Ricardo Cavalcante também sinaliza outras atitudes: “evitar o compartilhamento de informações, sem antes averiguar a fonte e ponderar se há realmente necessidade de compartilhar tal conteúdo; limitar o tempo e a frequência de exposição às informações; promover momentos de lazer; e buscar ajuda frente a algum sentimento de medo ou reações de estresse e ansiedade exasperados”.
“Enfatiza-se a importância de políticas públicas de saúde que implementem metodologias acessíveis sobre o gerenciamento das informações, com o objetivo de democratizar o conhecimento fundamentado em evidências, fomentando a educação social sobre como buscar e interpretar informações”, complementa sobre o contexto macro.

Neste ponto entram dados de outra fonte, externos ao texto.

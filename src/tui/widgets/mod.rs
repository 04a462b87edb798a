// Widget rendering functions, one module per dashboard zone.

pub mod board;
pub mod clue_panel;
pub mod help_bar;
pub mod message;
pub mod status_bar;
// Screen layout: panel arrangement and sizing.
//
// Divides the terminal area into fixed zones:
//
// +--------------------------------------------------+
// | Status Bar (1 row)                                |
// +--------------------------------------------------+
// | Board (fill)                                      |
// |                                                   |
// +--------------------------------------------------+
// | Clue Panel (6 rows)                               |
// +--------------------------------------------------+
// | Help Bar (1 row)                                  |
// +--------------------------------------------------+

use ratatui::layout::{Constraint, Direction, Layout, Rect};

/// Resolved screen areas for each zone.
#[derive(Debug, Clone)]
pub struct AppLayout {
    /// Top row: load phase and reveal progress.
    pub status_bar: Rect,
    /// Middle: the category/clue grid (or the loading/error view).
    pub board: Rect,
    /// Below the board: full text of the cursor cell's clue.
    pub clue_panel: Rect,
    /// Bottom row: keyboard shortcut hints.
    pub help_bar: Rect,
}

/// Build the screen layout from the available terminal area.
pub fn build_layout(area: Rect) -> AppLayout {
    let vertical = Layout::default()
        .direction(Direction::Vertical)
        .constraints([
            Constraint::Length(1), // status bar
            Constraint::Min(8),    // board
            Constraint::Length(6), // clue panel
            Constraint::Length(1), // help bar
        ])
        .split(area);

    AppLayout {
        status_bar: vertical[0],
        board: vertical[1],
        clue_panel: vertical[2],
        help_bar: vertical[3],
    }
}

// ---------------------------------------------------------------------------
// Board geometry
// ---------------------------------------------------------------------------

/// Column widths for the board table: an equal split of the inner width,
/// with the division remainder absorbed by the last column.
///
/// Mouse hit-testing uses the same arithmetic, so rendered cell boundaries
/// and click targets always agree.
pub fn column_widths(inner_width: u16, columns: usize) -> Vec<u16> {
    if columns == 0 {
        return Vec::new();
    }
    let cols = columns as u16;
    let base = inner_width / cols;
    let remainder = inner_width % cols;
    (0..columns)
        .map(|i| {
            if i + 1 == columns {
                base + remainder
            } else {
                base
            }
        })
        .collect()
}

/// Map a terminal coordinate to a board cell (column, row index).
///
/// `board_area` is the outer board zone including its block border; the
/// first inner row is the category header and is not a cell. Returns `None`
/// for clicks on the border, the header, or outside the populated grid.
pub fn board_hit_test(
    board_area: Rect,
    columns: usize,
    rows: usize,
    x: u16,
    y: u16,
) -> Option<(usize, usize)> {
    if columns == 0 || rows == 0 {
        return None;
    }
    if board_area.width <= 2 || board_area.height <= 2 {
        return None;
    }

    // Inner area inside the block border.
    let inner = Rect::new(
        board_area.x + 1,
        board_area.y + 1,
        board_area.width - 2,
        board_area.height - 2,
    );
    if x < inner.x || x >= inner.x + inner.width || y < inner.y || y >= inner.y + inner.height {
        return None;
    }

    // First inner row is the header.
    let rel_y = y - inner.y;
    if rel_y == 0 {
        return None;
    }
    let row = (rel_y - 1) as usize;
    if row >= rows {
        return None;
    }

    let mut col_start = inner.x;
    for (col, width) in column_widths(inner.width, columns).into_iter().enumerate() {
        if x < col_start + width {
            return Some((col, row));
        }
        col_start += width;
    }
    None
}

// ---------------------------------------------------------------------------
// Tests
// ---------------------------------------------------------------------------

Parceria interinstitucional
A pesquisa envolve universidades de Minas Gerais, Rio de Janeiro, São Paulo, Brasília e Rio Grande do Sul, sendo ligadas aos programas de pós-graduação das Ciências da Saúde, com os cursos de Enfermagem, Odontologia e Saúde Coletiva, e das Ciências Humanas, com o curso de Psicologia.
Além da UFJF, integram o projeto as universidades federais de Viçosa (UFV), de São João del-Rei (UFSJ), de Minas Gerais (UFMG), Fluminense (UFF), do Estado do Rio de Janeiro (Unirio), do Rio de Janeiro (UFRJ), do Rio Grande do Sul (UFRGS), assim como as universidades de São Paulo (USP) e Católica de Brasília (UCB). Participam, também, pesquisadores do exterior experientes na área de saúde mental, gerontologia e informação em saúde.